Lines below containing the word "from" should be copied out.

> DATA TO EXAMINE:
Start of Block

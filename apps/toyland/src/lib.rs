use anyhow::Context;
use axum::{
    Router,
    extract::{
        Json, Path, Query, State,
        rejection::{JsonRejection, QueryRejection},
    },
    http::StatusCode,
    response::IntoResponse,
    routing::get,
};
use serde::Deserialize;
use serde_json::{Value, json};
use std::sync::Arc;
use std::time::Instant;
use surrealdb::Surreal;
use surrealdb::engine::remote::ws::{Client, Ws};
use surrealdb::opt::auth::Root;
use tokio::signal;
use toy_store::{SurrealToyStore, Toy};
use tower_http::{cors::CorsLayer, trace::TraceLayer};
use tracing::field::Empty;
use tracing::{Span, error, info, instrument};

pub mod error;
pub mod metrics;
pub mod open_telemetry;
pub mod service;

pub use error::ApiError;
use metrics::Metrics;
pub use service::ToyService;

/// Shared database connection wrapped in Arc for zero-copy sharing across tasks
pub type SharedDb = Arc<Surreal<Client>>;

#[derive(Clone)]
pub struct AppState {
    pub service: ToyService,
    pub metrics: Arc<Metrics>,
}

// --- Request DTOs ---

#[derive(Deserialize, Debug, Default)]
pub struct ListParams {
    pub email: Option<String>,
    pub sort: Option<String>,
}

// --- Configuration ---

#[derive(Debug, Clone)]
pub struct Config {
    pub listen_addr: String,
    pub db_addr: String,
    pub db_user: String,
    pub db_pass: String,
    pub db_ns: String,
    pub db_db: String,
}

const DEFAULT_PORT: u16 = 5000;

fn env_or(keys: &[&str], default: &str) -> String {
    keys.iter()
        .find_map(|key| std::env::var(key).ok())
        .unwrap_or_else(|| default.to_string())
}

pub fn load_config() -> Config {
    let host = env_or(&["BIND_HOST"], "0.0.0.0");
    let port = std::env::var("PORT")
        .ok()
        .and_then(|s| s.parse::<u16>().ok())
        .unwrap_or(DEFAULT_PORT);

    Config {
        listen_addr: format!("{host}:{port}"),
        db_addr: env_or(&["SURREALDB_ADDR"], "127.0.0.1:8000"),
        db_user: env_or(&["SURREALDB_USER", "DB_USER"], "root"),
        db_pass: env_or(&["SURREALDB_PASS", "DB_PASS"], "root"),
        db_ns: env_or(&["SURREALDB_NS"], "magical_toyland"),
        db_db: env_or(&["SURREALDB_DB"], "toyland"),
    }
}

// --- Database Connection ---

pub async fn connect_database(config: &Config) -> anyhow::Result<SharedDb> {
    info!(addr = %config.db_addr, "Connecting to SurrealDB");

    let db = Surreal::new::<Ws>(&config.db_addr)
        .await
        .context("Failed to connect to SurrealDB")?;

    db.signin(Root {
        username: config.db_user.clone(),
        password: config.db_pass.clone(),
    })
    .await
    .context("Failed to signin")?;

    db.use_ns(&config.db_ns)
        .use_db(&config.db_db)
        .await
        .context("Failed to select namespace/database")?;

    info!("Connected to SurrealDB successfully");
    Ok(Arc::new(db))
}

// --- Router Setup ---

pub fn create_app(state: AppState) -> Router {
    Router::new()
        .route("/", get(root_handler))
        .route("/toys", get(list_toys_handler).post(create_toy_handler))
        .route(
            "/toys/:id",
            get(get_toy_handler)
                .put(update_toy_handler)
                .delete(delete_toy_handler),
        )
        .route("/health", get(health_handler))
        .route("/version", get(version_handler))
        .layer(TraceLayer::new_for_http())
        .layer(CorsLayer::permissive())
        .with_state(state)
}

// --- Server Lifecycle ---

pub async fn run_server() -> anyhow::Result<()> {
    dotenvy::dotenv().ok();

    open_telemetry::init_tracing().context("Failed to initialize OpenTelemetry tracing")?;
    let (meter_provider, metrics) =
        metrics::init_metrics().context("Failed to initialize metrics")?;
    let metrics = Arc::new(metrics);

    info!("Starting Magical ToyLand server...");

    let config = load_config();
    let db = connect_database(&config).await?;

    let store = SurrealToyStore::new(db);
    store.init().await.context("Failed to initialize toy store")?;
    info!("Pinged the database, toy store is reachable");

    let service = ToyService::new(Arc::new(store));
    service.log_catalog_snapshot().await;

    let app = create_app(AppState { service, metrics });

    let listener = tokio::net::TcpListener::bind(&config.listen_addr)
        .await
        .context("Failed to bind port")?;

    info!(addr = %config.listen_addr, "Magical ToyLand server is listening");

    axum::serve(listener, app)
        .with_graceful_shutdown(shutdown_signal(meter_provider))
        .await
        .context("Server error")?;

    opentelemetry::global::shutdown_tracer_provider();

    Ok(())
}

async fn shutdown_signal(meter_provider: opentelemetry_sdk::metrics::SdkMeterProvider) {
    let ctrl_c = async {
        signal::ctrl_c()
            .await
            .expect("Failed to install Ctrl+C handler");
    };

    #[cfg(unix)]
    let terminate = async {
        signal::unix::signal(signal::unix::SignalKind::terminate())
            .expect("Failed to install signal handler")
            .recv()
            .await;
    };

    #[cfg(not(unix))]
    let terminate = std::future::pending::<()>();

    tokio::select! {
        _ = ctrl_c => {},
        _ = terminate => {},
    }

    info!("Signal received, starting graceful shutdown");

    if let Err(e) = meter_provider.shutdown() {
        error!(error = %e, "Failed to shutdown meter provider");
    }
}

// --- Request Handlers ---

fn outcome<T>(result: &Result<T, ApiError>) -> &'static str {
    match result {
        Ok(_) => "ok",
        Err(e) => e.kind(),
    }
}

/// Body must be a JSON object; anything else is a client error.
fn into_toy(body: Result<Json<Value>, JsonRejection>) -> Result<Toy, ApiError> {
    match body? {
        Json(Value::Object(map)) => Ok(map),
        Json(other) => Err(ApiError::InvalidBody(format!(
            "expected a JSON object, got {}",
            json_kind(&other)
        ))),
    }
}

fn json_kind(value: &Value) -> &'static str {
    match value {
        Value::Null => "null",
        Value::Bool(_) => "a boolean",
        Value::Number(_) => "a number",
        Value::String(_) => "a string",
        Value::Array(_) => "an array",
        Value::Object(_) => "an object",
    }
}

async fn root_handler() -> &'static str {
    "Magical ToyLand Is Running"
}

#[instrument(skip(state, params), fields(result_count = Empty))]
async fn list_toys_handler(
    State(state): State<AppState>,
    params: Result<Query<ListParams>, QueryRejection>,
) -> Result<Json<Vec<Toy>>, ApiError> {
    let start = Instant::now();

    let result = match params {
        Ok(Query(params)) => state
            .service
            .list(params.email.as_deref(), params.sort.as_deref())
            .await
            .map_err(ApiError::from),
        Err(rejection) => Err(ApiError::from(rejection)),
    };

    state.metrics.record("list", outcome(&result), start);
    let toys = result?;
    Span::current().record("result_count", toys.len());
    Ok(Json(toys))
}

#[instrument(skip(state), fields(found = Empty))]
async fn get_toy_handler(
    State(state): State<AppState>,
    Path(id): Path<String>,
) -> Result<Json<Option<Toy>>, ApiError> {
    let start = Instant::now();

    let result = state.service.get(&id).await.map_err(ApiError::from);

    state.metrics.record("get", outcome(&result), start);
    let toy = result?;
    Span::current().record("found", toy.is_some());
    Ok(Json(toy))
}

#[instrument(skip(state, body), fields(toy_id = Empty))]
async fn create_toy_handler(
    State(state): State<AppState>,
    body: Result<Json<Value>, JsonRejection>,
) -> Result<impl IntoResponse, ApiError> {
    let start = Instant::now();

    let result = match into_toy(body) {
        Ok(toy) => state.service.create(toy).await.map_err(ApiError::from),
        Err(e) => Err(e),
    };

    state.metrics.record("create", outcome(&result), start);
    let ack = result?;
    Span::current().record("toy_id", ack.inserted_id.as_str());
    info!("Toy created");
    Ok(Json(ack))
}

#[instrument(skip(state, body), fields(matched = Empty))]
async fn update_toy_handler(
    State(state): State<AppState>,
    Path(id): Path<String>,
    body: Result<Json<Value>, JsonRejection>,
) -> Result<impl IntoResponse, ApiError> {
    let start = Instant::now();

    let result = match into_toy(body) {
        Ok(fields) => state
            .service
            .replace_fields(&id, fields)
            .await
            .map_err(ApiError::from),
        Err(e) => Err(e),
    };

    state.metrics.record("update", outcome(&result), start);
    let ack = result?;
    Span::current().record("matched", ack.matched_count);
    Ok(Json(json!({ "success": true })))
}

#[instrument(skip(state), fields(deleted = Empty))]
async fn delete_toy_handler(
    State(state): State<AppState>,
    Path(id): Path<String>,
) -> Result<impl IntoResponse, ApiError> {
    let start = Instant::now();

    let result = state.service.delete(&id).await.map_err(ApiError::from);

    state.metrics.record("delete", outcome(&result), start);
    let ack = result?;
    Span::current().record("deleted", ack.deleted_count);
    Ok(Json(ack))
}

async fn health_handler(State(state): State<AppState>) -> impl IntoResponse {
    match state.service.ping().await {
        Ok(()) => (StatusCode::OK, Json(json!({ "status": "healthy" }))),
        Err(e) => {
            error!(error = %e, "Health check failed");
            (
                StatusCode::SERVICE_UNAVAILABLE,
                Json(json!({ "status": "unavailable", "error": e.to_string() })),
            )
        }
    }
}

async fn version_handler() -> impl IntoResponse {
    Json(json!({
        "version": env!("CARGO_PKG_VERSION"),
    }))
}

End of Block

> FINAL ANSWER:
            .map_err(ApiError::from),
        Err(rejection) => Err(ApiError::from(rejection)),
    let result = state.service.get(&id).await.map_err(ApiError::from);
        Ok(toy) => state.service.create(toy).await.map_err(ApiError::from),
            .map_err(ApiError::from),
    let result = state.service.delete(&id).await.map_err(ApiError::from);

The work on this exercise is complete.